BRIEF:
Please filter the data below down to the lines holding the string "BTreeMap".
BEGIN
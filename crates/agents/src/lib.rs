mod dispatcher;
mod extract;
mod generation;
mod private;
mod sessions;
pub mod workspace;

pub use dispatcher::{
    DispatchError, DispatchOutcome, Dispatcher, HandlerCall, HandlerError, HandlerReply,
    IntentHandler, NO_HANDLER_MESSAGE,
};
pub use extract::{
    check_required, ExtractionError, NoParameters, ParameterExtractor, SchemaPromptExtractor,
};
pub use generation::{timed_stream, GenerationError, GenerationService, TextStream};
pub use private::{PrivateAnswer, PrivateCompletion, PrivateCompletionError, PromptTemplate};
pub use sessions::{MappingSessions, DEFAULT_MAPPING_TTL_SECONDS};
pub use workspace::{WorkspaceHandler, WorkspaceIntent, WorkspaceParameters};
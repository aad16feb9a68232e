use std::collections::BTreeMap;
use std::fmt;

use serde::{Deserialize, Serialize};

use crate::registry::IntentLabel;

/// Sentinel intent name reported when no intent clears the threshold.
pub const NO_INTENT: &str = "none";

/// Score reported for empty input and empty registries.
pub const MIN_SCORE: f32 = 0.0;

#[derive(Debug, Clone, Copy, PartialEq, Eq, Hash, Serialize, Deserialize)]
#[serde(rename_all = "snake_case")]
pub enum Language {
    Pt,
    En,
    Es,
    Fr,
    Ru,
    Ar,
    He,
    Unknown,
}

impl Language {
    pub fn from_optional_str(value: Option<&str>) -> Self {
        match value.map(|v| v.trim().to_lowercase()) {
            Some(v) if v == "pt" || v == "pt-br" || v == "pt_br" || v == "portuguese" => Self::Pt,
            Some(v) if v == "en" || v == "en-us" || v == "en_us" || v == "english" => Self::En,
            Some(v) if v == "es" || v == "es-es" || v == "spanish" => Self::Es,
            Some(v) if v == "fr" || v == "fr-fr" || v == "french" => Self::Fr,
            Some(v) if v == "ru" || v == "ru-ru" || v == "russian" => Self::Ru,
            Some(v) if v == "ar" || v == "ar-sa" || v == "arabic" => Self::Ar,
            Some(v) if v == "he" || v == "he-il" || v == "hebrew" => Self::He,
            _ => Self::Unknown,
        }
    }

    pub fn as_code(self) -> &'static str {
        match self {
            Self::Pt => "pt",
            Self::En => "en",
            Self::Es => "es",
            Self::Fr => "fr",
            Self::Ru => "ru",
            Self::Ar => "ar",
            Self::He => "he",
            Self::Unknown => "unknown",
        }
    }
}

#[derive(Debug, Clone, Copy, PartialEq, Eq, PartialOrd, Ord, Hash, Serialize, Deserialize)]
#[serde(rename_all = "SCREAMING_SNAKE_CASE")]
pub enum EntityKind {
    Person,
    Location,
    DateTime,
    EmailAddress,
    PhoneNumber,
}

impl EntityKind {
    pub const ALL: [EntityKind; 5] = [
        Self::Person,
        Self::Location,
        Self::DateTime,
        Self::EmailAddress,
        Self::PhoneNumber,
    ];

    pub fn as_str(self) -> &'static str {
        match self {
            Self::Person => "PERSON",
            Self::Location => "LOCATION",
            Self::DateTime => "DATE_TIME",
            Self::EmailAddress => "EMAIL_ADDRESS",
            Self::PhoneNumber => "PHONE_NUMBER",
        }
    }

    pub fn parse(value: &str) -> Option<Self> {
        match value.trim().to_uppercase().replace('-', "_").as_str() {
            "PERSON" | "PER" => Some(Self::Person),
            "LOCATION" | "LOC" => Some(Self::Location),
            "DATE_TIME" | "DATE" => Some(Self::DateTime),
            "EMAIL_ADDRESS" | "EMAIL" => Some(Self::EmailAddress),
            "PHONE_NUMBER" | "PHONE" => Some(Self::PhoneNumber),
            _ => None,
        }
    }

    /// Parses a comma separated list, skipping blanks and unknown kinds.
    pub fn parse_list(value: &str) -> Vec<Self> {
        let mut kinds = Vec::new();
        for kind in value.split(',').filter_map(Self::parse) {
            if !kinds.contains(&kind) {
                kinds.push(kind);
            }
        }
        kinds
    }
}

impl fmt::Display for EntityKind {
    fn fmt(&self, f: &mut fmt::Formatter<'_>) -> fmt::Result {
        f.write_str(self.as_str())
    }
}

/// A detected PII span. Offsets are byte offsets into the analyzed text.
#[derive(Debug, Clone, PartialEq, Serialize, Deserialize)]
pub struct EntitySpan {
    pub kind: EntityKind,
    pub start: usize,
    pub end: usize,
    pub score: f32,
}

impl EntitySpan {
    pub fn new(kind: EntityKind, start: usize, end: usize, score: f32) -> Self {
        Self {
            kind,
            start,
            end,
            score,
        }
    }

    pub fn len(&self) -> usize {
        self.end.saturating_sub(self.start)
    }

    pub fn is_empty(&self) -> bool {
        self.len() == 0
    }

    pub fn overlaps(&self, other: &EntitySpan) -> bool {
        self.start < other.end && other.start < self.end
    }
}

/// An anonymized entity: the span in the source text and the surrogate that replaced it.
#[derive(Debug, Clone, PartialEq, Serialize, Deserialize)]
pub struct Entity {
    pub kind: EntityKind,
    pub start: usize,
    pub end: usize,
    pub surrogate: String,
}

#[derive(Debug, Clone, PartialEq, Eq, Serialize, Deserialize)]
pub struct MappingEntry {
    pub kind: EntityKind,
    pub surrogate: String,
    pub original: String,
}

/// Surrogate → original lookup for one anonymization round trip.
///
/// Surrogates are unique within a mapping, and an original value that occurs several
/// times is represented by a single entry.
#[derive(Debug, Clone, Default, PartialEq, Eq, Serialize, Deserialize)]
pub struct AnonymizationMapping {
    entries: Vec<MappingEntry>,
}

impl AnonymizationMapping {
    pub fn new() -> Self {
        Self::default()
    }

    pub fn len(&self) -> usize {
        self.entries.len()
    }

    pub fn is_empty(&self) -> bool {
        self.entries.is_empty()
    }

    pub fn entries(&self) -> &[MappingEntry] {
        &self.entries
    }

    pub fn original_for(&self, surrogate: &str) -> Option<&str> {
        self.entries
            .iter()
            .find(|entry| entry.surrogate == surrogate)
            .map(|entry| entry.original.as_str())
    }

    pub fn surrogate_for(&self, kind: EntityKind, original: &str) -> Option<&str> {
        self.entries
            .iter()
            .find(|entry| entry.kind == kind && entry.original == original)
            .map(|entry| entry.surrogate.as_str())
    }

    pub fn contains_surrogate(&self, surrogate: &str) -> bool {
        self.original_for(surrogate).is_some()
    }

    /// Adds an entry. Returns false and leaves the mapping untouched when the surrogate
    /// is already taken.
    pub fn insert(&mut self, kind: EntityKind, surrogate: String, original: String) -> bool {
        if self.contains_surrogate(&surrogate) {
            return false;
        }
        self.entries.push(MappingEntry {
            kind,
            surrogate,
            original,
        });
        true
    }

    /// Grouped view, `{"PERSON": {"<surrogate>": "<original>"}}`.
    pub fn by_kind(&self) -> BTreeMap<EntityKind, BTreeMap<String, String>> {
        let mut grouped: BTreeMap<EntityKind, BTreeMap<String, String>> = BTreeMap::new();
        for entry in &self.entries {
            grouped
                .entry(entry.kind)
                .or_default()
                .insert(entry.surrogate.clone(), entry.original.clone());
        }
        grouped
    }
}

/// JSON-schema style description of the parameters a handler expects.
#[derive(Debug, Clone, PartialEq, Serialize, Deserialize)]
pub struct ParameterSchema {
    pub name: String,
    pub description: Option<String>,
    pub parameters: serde_json::Value,
}

impl ParameterSchema {
    pub fn new(name: impl Into<String>, parameters: serde_json::Value) -> Self {
        Self {
            name: name.into(),
            description: None,
            parameters,
        }
    }

    pub fn with_description(mut self, description: impl Into<String>) -> Self {
        self.description = Some(description.into());
        self
    }

    /// Names listed under `required`, in schema order.
    pub fn required(&self) -> Vec<&str> {
        self.parameters
            .get("required")
            .and_then(|value| value.as_array())
            .map(|values| values.iter().filter_map(|value| value.as_str()).collect())
            .unwrap_or_default()
    }
}

#[derive(Debug, Clone, Serialize, Deserialize)]
pub struct ClassificationResult<L> {
    #[serde(skip)]
    pub intent: Option<L>,
    pub intent_name: String,
    pub score: f32,
    pub raw_text: String,
    pub namespace: Option<String>,
}

impl<L: IntentLabel> ClassificationResult<L> {
    pub fn matched(intent: L, score: f32, raw_text: &str, namespace: Option<&str>) -> Self {
        Self {
            intent: Some(intent),
            intent_name: intent.name().to_string(),
            score,
            raw_text: raw_text.to_string(),
            namespace: namespace.map(ToString::to_string),
        }
    }

    pub fn none(score: f32, raw_text: &str, namespace: Option<&str>) -> Self {
        Self {
            intent: None,
            intent_name: NO_INTENT.to_string(),
            score,
            raw_text: raw_text.to_string(),
            namespace: namespace.map(ToString::to_string),
        }
    }

    pub fn is_none(&self) -> bool {
        self.intent.is_none()
    }

    /// `namespace/intent_name`, or the bare name for unscoped registries.
    pub fn qualified_name(&self) -> String {
        match &self.namespace {
            Some(namespace) => format!("{namespace}/{}", self.intent_name),
            None => self.intent_name.clone(),
        }
    }
}
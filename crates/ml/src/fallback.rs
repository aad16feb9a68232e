use prism_similarity::{tokenize, BackendError, EmbeddingModel};

/// Signed feature hashing of tokens into a fixed-size, L2-normalized vector.
#[derive(Debug, Clone)]
pub struct HashEmbeddingModel {
    dims: usize,
}

impl HashEmbeddingModel {
    pub fn new(dims: usize) -> Self {
        Self { dims: dims.max(32) }
    }

    pub fn dims(&self) -> usize {
        self.dims
    }
}

impl EmbeddingModel for HashEmbeddingModel {
    fn model_name(&self) -> &'static str {
        "hash-fallback"
    }

    fn embed(&self, text: &str) -> Result<Vec<f32>, BackendError> {
        let mut vec = vec![0.0_f32; self.dims];

        for token in tokenize(text) {
            let hash = fnv1a(token.as_bytes());
            let index = (hash as usize) % self.dims;
            let sign = if (hash >> 63) == 0 { 1.0 } else { -1.0 };
            vec[index] += sign;
        }

        normalize(&mut vec);
        Ok(vec)
    }
}

fn fnv1a(bytes: &[u8]) -> u64 {
    let mut hash: u64 = 0xcbf29ce484222325;
    for byte in bytes {
        hash ^= *byte as u64;
        hash = hash.wrapping_mul(0x100000001b3);
    }
    hash
}

fn normalize(values: &mut [f32]) {
    let norm = values.iter().map(|v| v * v).sum::<f32>().sqrt();
    if norm > 0.0 {
        for value in values.iter_mut() {
            *value /= norm;
        }
    }
}

#[cfg(test)]
mod tests {
    use super::*;

    #[test]
    fn embeddings_are_unit_length() {
        let model = HashEmbeddingModel::new(64);
        let vec = model.embed("paternity leave benefits").unwrap();
        let norm = vec.iter().map(|v| v * v).sum::<f32>().sqrt();

        assert_eq!(vec.len(), 64);
        assert!((norm - 1.0).abs() < 1e-5);
    }

    #[test]
    fn empty_text_embeds_to_zero() {
        let model = HashEmbeddingModel::new(8);
        assert_eq!(model.dims(), 32);
        assert!(model.embed("  ").unwrap().iter().all(|v| *v == 0.0));
    }
}
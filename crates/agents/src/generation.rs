use std::sync::Arc;
use std::time::{Duration, Instant};

use futures::stream::{self, BoxStream, StreamExt};
use prism_observability::AppMetrics;
use thiserror::Error;
use tracing::{debug, info};

#[derive(Debug, Clone, Error)]
pub enum GenerationError {
    #[error("generation service '{service}' unavailable: {reason}")]
    Unavailable { service: String, reason: String },

    #[error("generation service '{service}' returned an unusable response: {reason}")]
    InvalidResponse { service: String, reason: String },
}

/// Lazy, finite sequence of generated text chunks. Consumed once.
pub type TextStream = BoxStream<'static, Result<String, GenerationError>>;

/// A text generation backend (an LLM completion endpoint or a local model).
pub trait GenerationService: Send + Sync {
    fn name(&self) -> &'static str;

    async fn generate(&self, prompt: &str) -> Result<String, GenerationError>;

    /// Streams the completion. Services without native streaming yield one chunk.
    async fn generate_stream(&self, prompt: &str) -> Result<TextStream, GenerationError> {
        let text = self.generate(prompt).await?;
        Ok(stream::once(async move { Ok(text) }).boxed())
    }
}

struct Timing {
    inner: TextStream,
    started: Instant,
    first_chunk: Option<Duration>,
    chunks: usize,
    metrics: Option<Arc<AppMetrics>>,
}

/// Forwards `inner`, recording time to the first non-empty chunk and total duration.
///
/// Empty chunks are dropped. Timing starts when this is called, so call it right
/// after the request is issued.
pub fn timed_stream(inner: TextStream, metrics: Option<Arc<AppMetrics>>) -> TextStream {
    let timing = Timing {
        inner,
        started: Instant::now(),
        first_chunk: None,
        chunks: 0,
        metrics,
    };

    stream::unfold(timing, |mut timing| async move {
        loop {
            match timing.inner.next().await {
                Some(Ok(chunk)) if chunk.is_empty() => continue,
                Some(Ok(chunk)) => {
                    if timing.first_chunk.is_none() {
                        let elapsed = timing.started.elapsed();
                        timing.first_chunk = Some(elapsed);
                        debug!(
                            first_chunk_ms = elapsed.as_millis() as u64,
                            "first chunk received"
                        );
                        if let Some(metrics) = &timing.metrics {
                            metrics.observe_first_chunk(elapsed);
                        }
                    }
                    timing.chunks += 1;
                    return Some((Ok(chunk), timing));
                }
                Some(Err(error)) => return Some((Err(error), timing)),
                None => {
                    let total = timing.started.elapsed();
                    info!(
                        chunks = timing.chunks,
                        first_chunk_ms = ?timing.first_chunk.map(|d| d.as_millis() as u64),
                        total_ms = total.as_millis() as u64,
                        "stream finished"
                    );
                    if let Some(metrics) = &timing.metrics {
                        metrics.observe_stream(total);
                    }
                    return None;
                }
            }
        }
    })
    .boxed()
}
use once_cell::sync::Lazy;
use regex::Regex;

static CLEANER: Lazy<Regex> =
    Lazy::new(|| Regex::new(r"[^\p{L}\p{N}\s]+").expect("valid tokenizer regex"));

/// Lowercased letter/digit runs. Punctuation acts as a separator.
pub fn tokenize(input: &str) -> Vec<String> {
    let normalized = CLEANER.replace_all(input, " ").to_lowercase();

    normalized
        .split_whitespace()
        .map(|token| token.to_string())
        .collect()
}
pub mod error;
pub mod language;
pub mod models;
pub mod registry;

pub use error::{AnonymizeError, ClassifierError, RegistryError};
pub use language::{detect_language, normalize_text};
pub use models::*;
pub use registry::{Intent, IntentLabel, IntentRegistry};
END
OUTPUT OF THE EXERCISE:
use std::collections::BTreeMap;
    pub fn by_kind(&self) -> BTreeMap<EntityKind, BTreeMap<String, String>> {
        let mut grouped: BTreeMap<EntityKind, BTreeMap<String, String>> = BTreeMap::new();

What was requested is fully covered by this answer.